## What this task involves
Every line that contains the word "height" should be copied from the records below.

════════

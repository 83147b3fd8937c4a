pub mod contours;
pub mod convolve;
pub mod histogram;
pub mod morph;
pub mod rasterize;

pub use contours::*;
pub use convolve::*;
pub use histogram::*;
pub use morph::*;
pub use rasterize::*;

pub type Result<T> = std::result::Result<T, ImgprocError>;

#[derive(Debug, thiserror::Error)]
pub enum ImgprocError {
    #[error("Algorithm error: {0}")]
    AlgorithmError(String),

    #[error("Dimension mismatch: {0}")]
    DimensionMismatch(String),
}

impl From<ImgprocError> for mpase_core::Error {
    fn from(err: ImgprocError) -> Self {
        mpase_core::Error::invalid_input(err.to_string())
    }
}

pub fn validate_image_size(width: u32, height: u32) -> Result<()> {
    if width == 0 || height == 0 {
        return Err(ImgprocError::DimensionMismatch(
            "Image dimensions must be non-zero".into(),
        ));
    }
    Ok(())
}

════════

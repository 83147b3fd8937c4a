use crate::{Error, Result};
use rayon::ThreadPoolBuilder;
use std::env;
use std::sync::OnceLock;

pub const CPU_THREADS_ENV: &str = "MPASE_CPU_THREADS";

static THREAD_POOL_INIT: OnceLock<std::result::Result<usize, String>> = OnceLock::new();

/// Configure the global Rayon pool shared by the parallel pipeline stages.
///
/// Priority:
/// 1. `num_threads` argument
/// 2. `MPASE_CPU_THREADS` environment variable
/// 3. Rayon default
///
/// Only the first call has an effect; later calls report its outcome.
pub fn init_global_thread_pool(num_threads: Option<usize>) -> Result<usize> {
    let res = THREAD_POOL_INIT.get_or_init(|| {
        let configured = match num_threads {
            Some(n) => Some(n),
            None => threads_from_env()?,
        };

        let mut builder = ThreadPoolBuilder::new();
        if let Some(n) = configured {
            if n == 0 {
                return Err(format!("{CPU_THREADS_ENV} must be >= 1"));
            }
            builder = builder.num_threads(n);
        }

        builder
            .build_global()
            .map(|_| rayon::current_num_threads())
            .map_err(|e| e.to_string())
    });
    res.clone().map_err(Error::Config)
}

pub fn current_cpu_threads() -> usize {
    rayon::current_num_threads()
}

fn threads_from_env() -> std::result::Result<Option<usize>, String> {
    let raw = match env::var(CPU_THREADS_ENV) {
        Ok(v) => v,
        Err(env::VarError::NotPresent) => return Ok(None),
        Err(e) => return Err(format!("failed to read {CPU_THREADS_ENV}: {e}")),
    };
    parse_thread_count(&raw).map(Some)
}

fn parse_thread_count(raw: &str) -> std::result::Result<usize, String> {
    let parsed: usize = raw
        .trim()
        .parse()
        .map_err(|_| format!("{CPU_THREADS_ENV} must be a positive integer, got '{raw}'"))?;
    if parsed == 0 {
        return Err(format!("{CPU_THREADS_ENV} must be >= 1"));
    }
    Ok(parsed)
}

════════

## Answer to the exercise
pub fn validate_image_size(width: u32, height: u32) -> Result<()> {
    if width == 0 || height == 0 {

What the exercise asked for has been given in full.